Выбрать главу

И это победа.

Довлатовские враги — это не персонажи «Зоны», ни один из них, а те благополучные существователи, что изображены прозаиком в рассказе «Третий поворот налево»: «молодая счастливая пара», чьи дела «шли хорошо» и которой казалось, что неприятности — «удел больных людей». Переживания подобных типов укладываются в полторы строчки: «Мы расстались. Я был в отчаянии. Затем купил новый автомобиль и поменял жилье. Теперь я счастлив…»

Это довлатовская магистральная тема, ее «жало» — надругательство над религией «благоденствия», над «позорным благоразумием». Все, что отвращает от уныния, пробуждает от душевной спячки, любой проблеск страсти вызывает у Довлатова-прозаика как минимум сочувствие — к чему бы его героев их порывы и очевидные безумства ни вели.

Об одном знакомом, реально существующем человеке, он пишет, что тот в юности «…едва не стал преступником. Вроде бы его даже судили за что-то. Из таких, насколько я знаю, вырастают самые порядочные люди». По слухам, в данном случае Довлатов обманулся.
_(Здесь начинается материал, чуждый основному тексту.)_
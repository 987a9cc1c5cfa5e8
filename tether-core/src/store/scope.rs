//! Scope identity.

use crate::path::PathId;

/// Key under which a parent store caches a child scope: the state path and
/// the action path the child was derived with.
#[derive(Debug, Clone, PartialEq, Eq, Hash)]
pub struct ScopeId {
    state: PathId,
    action: PathId,
}

impl ScopeId {
    pub fn new(state: &PathId, action: &PathId) -> Self {
        Self {
            state: state.clone(),
            action: action.clone(),
        }
    }

    pub fn state(&self) -> &PathId {
        &self.state
    }

    pub fn action(&self) -> &PathId {
        &self.action
    }
}
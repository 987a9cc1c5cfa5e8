//! Lens Implementation
//!
//! A lens is a pair of accessors that focus a `Root` value on a `Value`
//! stored inside it: one for shared borrows and one for mutable borrows.
//! Lenses compose with [`Lens::then`], so a handle several levels deep is
//! still a single accessor chain over the one owning value.

use std::fmt;
use std::sync::Arc;

use super::PathId;

type Getter<Root, Value> = dyn Fn(&Root) -> &Value + Send + Sync;
type GetterMut<Root, Value> = dyn Fn(&mut Root) -> &mut Value + Send + Sync;

fn getter<Root, Value, F>(get: F) -> Arc<Getter<Root, Value>>
where
    F: Fn(&Root) -> &Value + Send + Sync + 'static,
{
    Arc::new(get)
}

fn getter_mut<Root, Value, F>(get_mut: F) -> Arc<GetterMut<Root, Value>>
where
    F: Fn(&mut Root) -> &mut Value + Send + Sync + 'static,
{
    Arc::new(get_mut)
}

/// A path from a `Root` value to a `Value` inside it.
///
/// # Example
///
/// ```rust
/// use tether_core::path::Lens;
///
/// struct Counter { count: i32 }
///
/// let count = Lens::new(|c: &Counter| &c.count, |c: &mut Counter| &mut c.count);
/// let mut counter = Counter { count: 1 };
/// *count.get_mut(&mut counter) += 1;
/// assert_eq!(*count.get(&counter), 2);
/// ```
pub struct Lens<Root, Value> {
    id: PathId,
    get: Arc<Getter<Root, Value>>,
    get_mut: Arc<GetterMut<Root, Value>>,
}

impl<Root: 'static, Value: 'static> Lens<Root, Value> {
    /// Create an anonymous lens.
    ///
    /// Its id is unique to this value and its clones, so stores only reuse a
    /// child scope built from the same lens instance.
    pub fn new<G, M>(get: G, get_mut: M) -> Self
    where
        G: Fn(&Root) -> &Value + Send + Sync + 'static,
        M: Fn(&mut Root) -> &mut Value + Send + Sync + 'static,
    {
        Self::with_id(PathId::unique(), get, get_mut)
    }

    /// Create a named lens. Lenses with the same name and types share an id.
    pub fn named<G, M>(name: &str, get: G, get_mut: M) -> Self
    where
        G: Fn(&Root) -> &Value + Send + Sync + 'static,
        M: Fn(&mut Root) -> &mut Value + Send + Sync + 'static,
    {
        Self::with_id(PathId::named::<Root, Value>(name), get, get_mut)
    }

    fn with_id<G, M>(id: PathId, get: G, get_mut: M) -> Self
    where
        G: Fn(&Root) -> &Value + Send + Sync + 'static,
        M: Fn(&mut Root) -> &mut Value + Send + Sync + 'static,
    {
        Self {
            id,
            get: getter(get),
            get_mut: getter_mut(get_mut),
        }
    }

    /// Focus further, from `Value` to `Sub`.
    pub fn then<Sub: 'static>(&self, next: &Lens<Value, Sub>) -> Lens<Root, Sub> {
        let (outer, inner) = (Arc::clone(&self.get), Arc::clone(&next.get));
        let (outer_mut, inner_mut) = (Arc::clone(&self.get_mut), Arc::clone(&next.get_mut));

        Lens {
            id: self.id.join(&next.id),
            get: getter(move |root| inner(outer(root))),
            get_mut: getter_mut(move |root| inner_mut(outer_mut(root))),
        }
    }
}

impl<Root: 'static> Lens<Root, Root> {
    /// The lens that focuses on the whole value.
    pub fn identity() -> Self {
        Self::named("self", |root: &Root| root, |root: &mut Root| root)
    }
}

impl<Root, Value> Lens<Root, Value> {
    pub fn id(&self) -> &PathId {
        &self.id
    }

    pub fn get<'a>(&self, root: &'a Root) -> &'a Value {
        (self.get)(root)
    }

    pub fn get_mut<'a>(&self, root: &'a mut Root) -> &'a mut Value {
        (self.get_mut)(root)
    }
}

impl<Root, Value> Clone for Lens<Root, Value> {
    fn clone(&self) -> Self {
        Self {
            id: self.id.clone(),
            get: Arc::clone(&self.get),
            get_mut: Arc::clone(&self.get_mut),
        }
    }
}

impl<Root, Value> fmt::Debug for Lens<Root, Value> {
    fn fmt(&self, f: &mut fmt::Formatter<'_>) -> fmt::Result {
        f.debug_struct("Lens").field("id", &self.id).finish()
    }
}

#[cfg(test)]
mod tests {
    use super::*;
    use crate::lens;

    #[derive(Default)]
    struct Profile {
        name: String,
        age: u32,
    }

    #[derive(Default)]
    struct App {
        profile: Profile,
    }

    #[test]
    fn lens_reads_and_writes() {
        let age = lens!(Profile => age);
        let mut profile = Profile::default();

        *age.get_mut(&mut profile) = 41;
        assert_eq!(*age.get(&profile), 41);
    }

    #[test]
    fn composed_lens_reaches_nested_field() {
        let profile = lens!(App => profile);
        let name = lens!(Profile => name);
        let app_name = profile.then(&name);

        let mut app = App::default();
        app_name.get_mut(&mut app).push_str("Ada");
        assert_eq!(app.profile.name, "Ada");
        assert_eq!(app_name.id().depth(), 2);
    }

    #[test]
    fn named_lenses_share_identity() {
        assert_eq!(lens!(App => profile.age).id(), lens!(App => profile.age).id());
        assert_ne!(lens!(Profile => age).id(), lens!(Profile => name).id());
    }

    #[test]
    fn anonymous_lenses_are_distinct_but_clones_are_not() {
        let a = Lens::new(|p: &Profile| &p.age, |p: &mut Profile| &mut p.age);
        let b = Lens::new(|p: &Profile| &p.age, |p: &mut Profile| &mut p.age);
        assert_ne!(a.id(), b.id());
        assert_eq!(a.id(), a.clone().id());
    }

    #[test]
    fn identity_lens_returns_root() {
        let whole = Lens::<u32, u32>::identity();
        let mut value = 3;
        *whole.get_mut(&mut value) = 4;
        assert_eq!(value, 4);
    }
}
Но с ошибкой все равно не расстался бы.

Сам прозаик говорил, что его задача скромна: рассказать о том, как живут люди. На самом деле он рассказывает о том, как они не умеют жить. И понятно почему: насущного навыка жить лишен был сам рассказчик — собственной своей персоной.
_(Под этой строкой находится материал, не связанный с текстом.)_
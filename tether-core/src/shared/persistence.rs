//! Persistence keys.
//!
//! A [`PersistenceKey`] tells a shared reference where its value lives
//! outside the process: the reference loads through the key when it is
//! created or reloaded and saves through it after every write. Failures are
//! logged by the reference and never surface to the writer.
//!
//! [`MemoryStorage`] is a keyed in-memory store of JSON values. Its
//! [`StorageKey`]s persist any serde type, which makes it a drop-in stand-in
//! for a real backend in tests.

use std::fmt;
use std::marker::PhantomData;
use std::sync::Arc;

use dashmap::DashMap;
use serde::de::DeserializeOwned;
use serde::Serialize;

use crate::error::PersistenceError;

/// Load/save contract between a shared reference and its storage.
pub trait PersistenceKey<T>: Send + Sync {
    /// Identity of the stored value. Two keys with the same id address the
    /// same value.
    fn id(&self) -> String;

    /// Load the stored value, `None` if nothing is stored yet.
    fn load(&self, initial: &T) -> Result<Option<T>, PersistenceError>;

    fn save(&self, value: &T) -> Result<(), PersistenceError>;
}

/// In-memory keyed storage. Clones share the same entries.
#[derive(Clone, Default)]
pub struct MemoryStorage {
    entries: Arc<DashMap<String, serde_json::Value>>,
}

impl MemoryStorage {
    pub fn new() -> Self {
        Self::default()
    }

    /// A key for the value stored under `name`.
    pub fn key<T>(&self, name: &str) -> StorageKey<T> {
        StorageKey {
            name: name.to_string(),
            storage: self.clone(),
            _value: PhantomData,
        }
    }

    /// The raw stored value.
    pub fn get(&self, name: &str) -> Option<serde_json::Value> {
        self.entries.get(name).map(|entry| entry.value().clone())
    }

    pub fn insert(&self, name: impl Into<String>, value: serde_json::Value) {
        self.entries.insert(name.into(), value);
    }

    pub fn remove(&self, name: &str) -> Option<serde_json::Value> {
        self.entries.remove(name).map(|(_, value)| value)
    }

    pub fn len(&self) -> usize {
        self.entries.len()
    }

    pub fn is_empty(&self) -> bool {
        self.entries.is_empty()
    }
}

impl fmt::Debug for MemoryStorage {
    fn fmt(&self, f: &mut fmt::Formatter<'_>) -> fmt::Result {
        f.debug_struct("MemoryStorage")
            .field("entries", &self.entries.len())
            .finish()
    }
}

/// Key into a [`MemoryStorage`], (de)serializing values with serde.
pub struct StorageKey<T> {
    name: String,
    storage: MemoryStorage,
    _value: PhantomData<fn() -> T>,
}

impl<T> StorageKey<T> {
    pub fn name(&self) -> &str {
        &self.name
    }
}

impl<T> PersistenceKey<T> for StorageKey<T>
where
    T: Serialize + DeserializeOwned,
{
    fn id(&self) -> String {
        format!("memory:{}", self.name)
    }

    fn load(&self, _initial: &T) -> Result<Option<T>, PersistenceError> {
        match self.storage.get(&self.name) {
            Some(value) => Ok(Some(serde_json::from_value(value)?)),
            None => Ok(None),
        }
    }

    fn save(&self, value: &T) -> Result<(), PersistenceError> {
        self.storage.insert(self.name.clone(), serde_json::to_value(value)?);
        Ok(())
    }
}

impl<T> Clone for StorageKey<T> {
    fn clone(&self) -> Self {
        Self {
            name: self.name.clone(),
            storage: self.storage.clone(),
            _value: PhantomData,
        }
    }
}

impl<T> fmt::Debug for StorageKey<T> {
    fn fmt(&self, f: &mut fmt::Formatter<'_>) -> fmt::Result {
        f.debug_struct("StorageKey").field("name", &self.name).finish()
    }
}

#[cfg(test)]
mod tests {
    use super::*;
    use serde::Deserialize;

    #[derive(Debug, PartialEq, Serialize, Deserialize)]
    struct Settings {
        theme: String,
        font_size: u8,
    }

    #[test]
    fn save_then_load() {
        let storage = MemoryStorage::new();
        let key = storage.key::<Settings>("settings");
        let settings = Settings {
            theme: "dark".into(),
            font_size: 14,
        };

        assert_eq!(key.load(&settings).unwrap(), None);
        key.save(&settings).unwrap();
        assert_eq!(key.load(&settings).unwrap(), Some(settings));
        assert_eq!(storage.len(), 1);
    }

    #[test]
    fn keys_with_the_same_name_share_identity() {
        let storage = MemoryStorage::new();
        let a = storage.key::<u32>("count");
        let b = storage.key::<u32>("count");
        assert_eq!(a.id(), b.id());
        assert_ne!(a.id(), storage.key::<u32>("other").id());
    }

    #[test]
    fn type_mismatch_is_a_serialization_error() {
        let storage = MemoryStorage::new();
        storage.insert("count", serde_json::json!("not a number"));

        let err = storage.key::<u32>("count").load(&0).unwrap_err();
        assert!(matches!(err, PersistenceError::Serialization(_)));
    }
}
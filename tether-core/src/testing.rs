//! Step-by-step store testing.
//!
//! [`TestStore`] wraps a [`Store`] and checks every state transition against
//! an expectation. It remembers the state after the last checked step, so a
//! change that nobody described (an effect delivering an action between two
//! sends, say) makes the next check fail.
//!
//! ```rust
//! use tether_core::effect::Effect;
//! use tether_core::testing::TestStore;
//!
//! #[derive(Debug, Clone, Default, PartialEq)]
//! struct Counter { count: i32 }
//!
//! let store = TestStore::new(Counter::default(), |state: &mut Counter, step: i32| {
//!     state.count += step;
//!     Effect::none()
//! });
//!
//! let _ = store.send(2, |expected| expected.count = 2).unwrap();
//! assert!(store.send(1, |expected| expected.count = 10).is_err());
//! ```

use std::fmt::{self, Debug};

use parking_lot::Mutex;

use crate::effect::TaskHandle;
use crate::error::AssertionFailure;
use crate::reducer::Reducer;
use crate::store::Store;

/// A store that checks each step against an expected mutation.
pub struct TestStore<S, A> {
    store: Store<S, A>,
    last: Mutex<S>,
}

impl<S, A> TestStore<S, A>
where
    S: Clone + PartialEq + Debug + Send + Sync + 'static,
    A: Debug + Send + 'static,
{
    pub fn new<R>(state: S, reducer: R) -> Self
    where
        R: Reducer<S, A> + 'static,
    {
        Self::from_store(Store::new(state, reducer))
    }

    /// Wrap an existing store, taking its current state as the starting
    /// point.
    pub fn from_store(store: Store<S, A>) -> Self {
        let last = Mutex::new(store.state());
        Self { store, last }
    }

    /// Send `action` and check the resulting state.
    ///
    /// `expected` receives the state from the last checked step and must
    /// turn it into the state after `action`, including any action the
    /// reducer sent back synchronously with `Effect::send`. On a mismatch
    /// the effects of `action` are cancelled.
    pub fn send(&self, action: A, expected: impl FnOnce(&mut S)) -> Result<TaskHandle, AssertionFailure> {
        let label = format!("{action:?}");
        tracing::debug!(action = %label, "test store step");
        let handle = self.store.send(action);
        match self.check(&label, expected) {
            Ok(()) => Ok(handle),
            Err(failure) => {
                handle.cancel();
                Err(failure)
            }
        }
    }

    /// Check changes made since the last step by effects, which run outside
    /// of `send`.
    pub fn assert_state(&self, expected: impl FnOnce(&mut S)) -> Result<(), AssertionFailure> {
        self.check("<effects>", expected)
    }

    fn check(&self, label: &str, expected: impl FnOnce(&mut S)) -> Result<(), AssertionFailure> {
        let mut last = self.last.lock();
        let mut want = last.clone();
        expected(&mut want);
        let actual = self.store.state();
        // Later steps are checked against what actually happened.
        *last = actual.clone();

        if want == actual {
            Ok(())
        } else {
            Err(AssertionFailure::StateMismatch {
                action: label.to_string(),
                expected: format!("{want:#?}"),
                actual: format!("{actual:#?}"),
            })
        }
    }

    pub fn with_state<R>(&self, f: impl FnOnce(&S) -> R) -> R {
        self.store.with_state(f)
    }

    pub fn state(&self) -> S {
        self.store.state()
    }

    /// The wrapped store, for scoping or observing.
    pub fn store(&self) -> &Store<S, A> {
        &self.store
    }
}

impl<S, A> fmt::Debug for TestStore<S, A> {
    fn fmt(&self, f: &mut fmt::Formatter<'_>) -> fmt::Result {
        f.debug_struct("TestStore").field("store", &self.store).finish()
    }
}

#[cfg(test)]
mod tests {
    use super::*;
    use crate::effect::Effect;
    use std::time::Duration;
    use tokio::task::LocalSet;

    #[derive(Debug, Clone, Default, PartialEq)]
    struct Search {
        query: String,
        results: Vec<String>,
    }

    #[derive(Debug, Clone)]
    enum SearchAction {
        Query(String),
        Results(Vec<String>),
        Clear,
    }

    fn search(state: &mut Search, action: SearchAction) -> Effect<SearchAction> {
        match action {
            SearchAction::Query(query) => {
                state.query = query.clone();
                Effect::run(move |send| async move {
                    tokio::time::sleep(Duration::from_millis(300)).await;
                    send.send(SearchAction::Results(vec![format!("{query}!")]));
                })
                .cancellable("search", true)
            }
            SearchAction::Results(results) => {
                state.results = results;
                Effect::none()
            }
            SearchAction::Clear => {
                *state = Search::default();
                Effect::cancel("search")
            }
        }
    }

    #[tokio::test(start_paused = true)]
    async fn effects_are_checked_separately() {
        LocalSet::new()
            .run_until(async {
                let store = TestStore::new(Search::default(), search);

                let handle = store
                    .send(SearchAction::Query("rust".into()), |s| s.query = "rust".into())
                    .unwrap();
                handle.finish().await;

                store
                    .assert_state(|s| s.results = vec!["rust!".into()])
                    .unwrap();
            })
            .await;
    }

    #[tokio::test(start_paused = true)]
    async fn mismatch_is_reported() {
        LocalSet::new()
            .run_until(async {
                let store = TestStore::new(Search::default(), search);

                let failure = store
                    .send(SearchAction::Query("a".into()), |s| s.query = "b".into())
                    .unwrap_err();
                match failure {
                    AssertionFailure::StateMismatch { action, .. } => assert!(action.contains("Query")),
                    other => panic!("unexpected failure: {other}"),
                }

                // The next step starts from the real state.
                let _ = store.send(SearchAction::Clear, |s| s.query.clear()).unwrap();
            })
            .await;
    }
}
Помноженное на талант неумение жить «как все» в 60–70-е годы, когда Сергей Довлатов шагал по ленинградским проспектам и закоулкам в литературу, было равнозначно катастрофе. Судьба обрекла его на роль диссидентствующего индивидуалиста. Заявлявший о себе талант силою вещей очередной раз загонялся в подполье, в данном случае — за «колючку». По не чрезмерному сравнению Иосифа Бродского, «вернулся он оттуда, как Толстой из Крыма, со свитком рассказов и некоторой ошеломленностью во взгляде».
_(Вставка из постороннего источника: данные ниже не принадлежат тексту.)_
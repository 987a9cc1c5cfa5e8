//! Observation bridge.
//!
//! Observers hang off the root's did-change notifier. Each notification is
//! delivered after an action's mutation is committed and before the next
//! queued action is reduced. Scoped stores project the state before handing
//! it to the observer.

use std::fmt;
use std::pin::Pin;
use std::sync::Arc;
use std::task::{Context, Poll};

use futures_util::Stream;
use parking_lot::Mutex;
use tokio::sync::mpsc;

use super::Store;
use crate::subscriber::Subscription;

impl<S, A> Store<S, A>
where
    S: Send + Sync + 'static,
    A: Send + 'static,
{
    /// Call `observer` with the state after every processed action.
    ///
    /// No de-duplication: an action that leaves the state unchanged is still
    /// reported. The observer stays registered while the subscription lives.
    /// An observer of a scope that became invalid is skipped.
    #[track_caller]
    pub fn observe<F>(&self, observer: F) -> Subscription
    where
        F: Fn(&S) + Send + Sync + 'static,
    {
        self.node.isolation.assert_current("observe");
        let core = Arc::downgrade(&self.node.core);
        self.node.core.subscribe(Box::new(move || {
            let Some(core) = core.upgrade() else {
                return;
            };
            if !core.is_valid() {
                return;
            }
            core.with_state(&mut |state| observer(state));
        }))
    }

    /// Like [`observe`](Self::observe), but skips states equal to the one
    /// delivered last. The first notification is always delivered.
    #[track_caller]
    pub fn observe_distinct<F>(&self, observer: F) -> Subscription
    where
        S: Clone + PartialEq,
        F: Fn(&S) + Send + Sync + 'static,
    {
        let last: Mutex<Option<S>> = Mutex::new(None);
        self.observe(move |state| {
            {
                let mut last = last.lock();
                if last.as_ref() == Some(state) {
                    return;
                }
                *last = Some(state.clone());
            }
            observer(state);
        })
    }

    /// A stream of the state after every processed action.
    #[track_caller]
    pub fn changes(&self) -> StateStream<S>
    where
        S: Clone,
    {
        let (sender, receiver) = mpsc::unbounded_channel();
        let subscription = self.observe(move |state: &S| {
            let _ = sender.send(state.clone());
        });
        StateStream {
            receiver,
            _subscription: subscription,
        }
    }

    /// A stream of the state, skipping consecutive equal values.
    #[track_caller]
    pub fn distinct_changes(&self) -> StateStream<S>
    where
        S: Clone + PartialEq,
    {
        let (sender, receiver) = mpsc::unbounded_channel();
        let subscription = self.observe_distinct(move |state: &S| {
            let _ = sender.send(state.clone());
        });
        StateStream {
            receiver,
            _subscription: subscription,
        }
    }
}

/// Stream of store states, produced by [`Store::changes`] and
/// [`Store::distinct_changes`].
///
/// The stream observes the store while it is alive. It ends once the store
/// tree is dropped and every buffered state has been yielded.
pub struct StateStream<S> {
    receiver: mpsc::UnboundedReceiver<S>,
    _subscription: Subscription,
}

impl<S> StateStream<S> {
    /// Wait for the next state.
    pub async fn recv(&mut self) -> Option<S> {
        self.receiver.recv().await
    }

    /// The next buffered state, if any.
    pub fn try_recv(&mut self) -> Option<S> {
        self.receiver.try_recv().ok()
    }
}

impl<S> Stream for StateStream<S> {
    type Item = S;

    fn poll_next(mut self: Pin<&mut Self>, cx: &mut Context<'_>) -> Poll<Option<S>> {
        self.receiver.poll_recv(cx)
    }
}

impl<S> fmt::Debug for StateStream<S> {
    fn fmt(&self, f: &mut fmt::Formatter<'_>) -> fmt::Result {
        f.debug_struct("StateStream").finish_non_exhaustive()
    }
}
//! Execution-Context Isolation
//!
//! Every store tree and every shared reference is bound to the thread that
//! created it. Reducers run, state is committed and observers are notified on
//! that thread only, which gives a race-free reducer model without locking
//! discipline in application code.
//!
//! The binding is checked at runtime: calling into a store or reference from
//! another thread panics with [`StoreError::WrongContext`] instead of
//! silently racing.

use std::thread::{self, ThreadId};

use crate::error::StoreError;

/// The execution context a store or reference is bound to.
#[derive(Debug, Clone, Copy, PartialEq, Eq)]
pub struct Isolation {
    thread: ThreadId,
}

impl Isolation {
    /// Bind to the calling thread.
    pub fn current() -> Self {
        Self {
            thread: thread::current().id(),
        }
    }

    /// The bound thread.
    pub fn thread(&self) -> ThreadId {
        self.thread
    }

    /// Whether the calling thread is the bound thread.
    pub fn is_current(&self) -> bool {
        thread::current().id() == self.thread
    }

    /// Panic unless the calling thread is the bound thread.
    #[track_caller]
    pub fn assert_current(&self, operation: &'static str) {
        let actual = thread::current().id();
        if actual != self.thread {
            panic!(
                "{}",
                StoreError::WrongContext {
                    operation,
                    expected: self.thread,
                    actual,
                }
            );
        }
    }
}

#[cfg(test)]
mod tests {
    use super::*;

    #[test]
    fn current_thread_passes() {
        let isolation = Isolation::current();
        assert!(isolation.is_current());
        isolation.assert_current("read");
    }

    #[test]
    fn other_thread_is_detected() {
        let isolation = Isolation::current();
        let result = thread::spawn(move || {
            assert!(!isolation.is_current());
            std::panic::catch_unwind(|| isolation.assert_current("send")).is_err()
        })
        .join()
        .unwrap();
        assert!(result);
    }
}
Провиденциальный смысл в этом, конечно, тоже наличествовал. «От хорошей жизни писателями не становятся», — повторял Довлатов горькую шутку Зощенко.

Из просматриваемого лабиринта он, к счастью, выбрался. И выбрался — писателем — по другую сторону океана.

Родившись в эвакуации 3 сентября 1941 года в Уфе, Сергей Довлатов умер в эмиграции 24 августа 1990 года — в Нью-Йорке.

Ленинград и Таллин — еще два города, без которых биографию Довлатова не написать, особенно без Ленинграда. Как художник он опознал себя в городе на Неве. И надо сказать, к каким только художествам — во всех, в том числе не слишком благовидных, значениях этого слова — не подвигал его этот город!

Все вроде бы изменилось и в нашем отечестве, и в нашей северной столице, даже их названия. И ничего не изменилось. Ведь и Ленинград не вдруг, а вновь стал Петербургом. Дело, впрочем, и не в названиях. Дело в ином — то, что было близким Сергею Довлатову, осталось близким и нам:

Нет, мы не стали глуше или старше, мы говорим слова свои, как прежде, и наши пиджаки темны все так же, и нас не любят женщины все те же.
И мы опять играем временами в больших амфитеатрах одиночеств, и те же фонари горят над нами, как восклицательные знаки ночи…

Так давным-давно, в дни нашей литературной юности, писал неизменно восхищавший Сергея поэт. Тени их обоих блуждают теперь над сумеречной Невой. Там, где они и обозначились впервые.

Из эссе Иосифа Бродского «О Сереже Довлатове» следует: первая их встреча относилась к февралю 1960 года — «в квартире на пятом этаже около Финляндского вокзала. <…> Квартира была небольшая, но алкоголя в ней было много». Более отчетливых подробностей ни у того, ни у другого в памяти не закрепилось. Как и у хозяина квартиры Игоря Смирнова, знавшего Бродского по филфаку университета, где в 1959 году на финском отделении появился Довлатов.

Достовернее сказать— не познакомиться они в ту пору не могли.

Бродский в бывший дворец Петра II и сам заглядывал — на ЛИТО, порой на занятия, хотя студентом не числился. Осенью 1961-го устроился на работу поблизости — в здании Двенадцати коллегий. Это время написания «Шествия», крупнейшего за всю его жизнь стихотворного полотнища.

Наступившая после 1956 года эпоха прошла под знаком раскрепощения чувств, а потому на первое место вышла поэзия и вместе с ней — ее утраченные в советские годы понятия и символы. В первую очередь воспарила — душа. Особенно важно, что это была поэзия молодых, в том числе двадцатилетнего Иосифа Бродского:

…Вернись, душа, и перышко мне вынь! Пускай о славе радио споет нам. Скажи, душа, как выглядела жизнь, как выглядела с птичьего полета?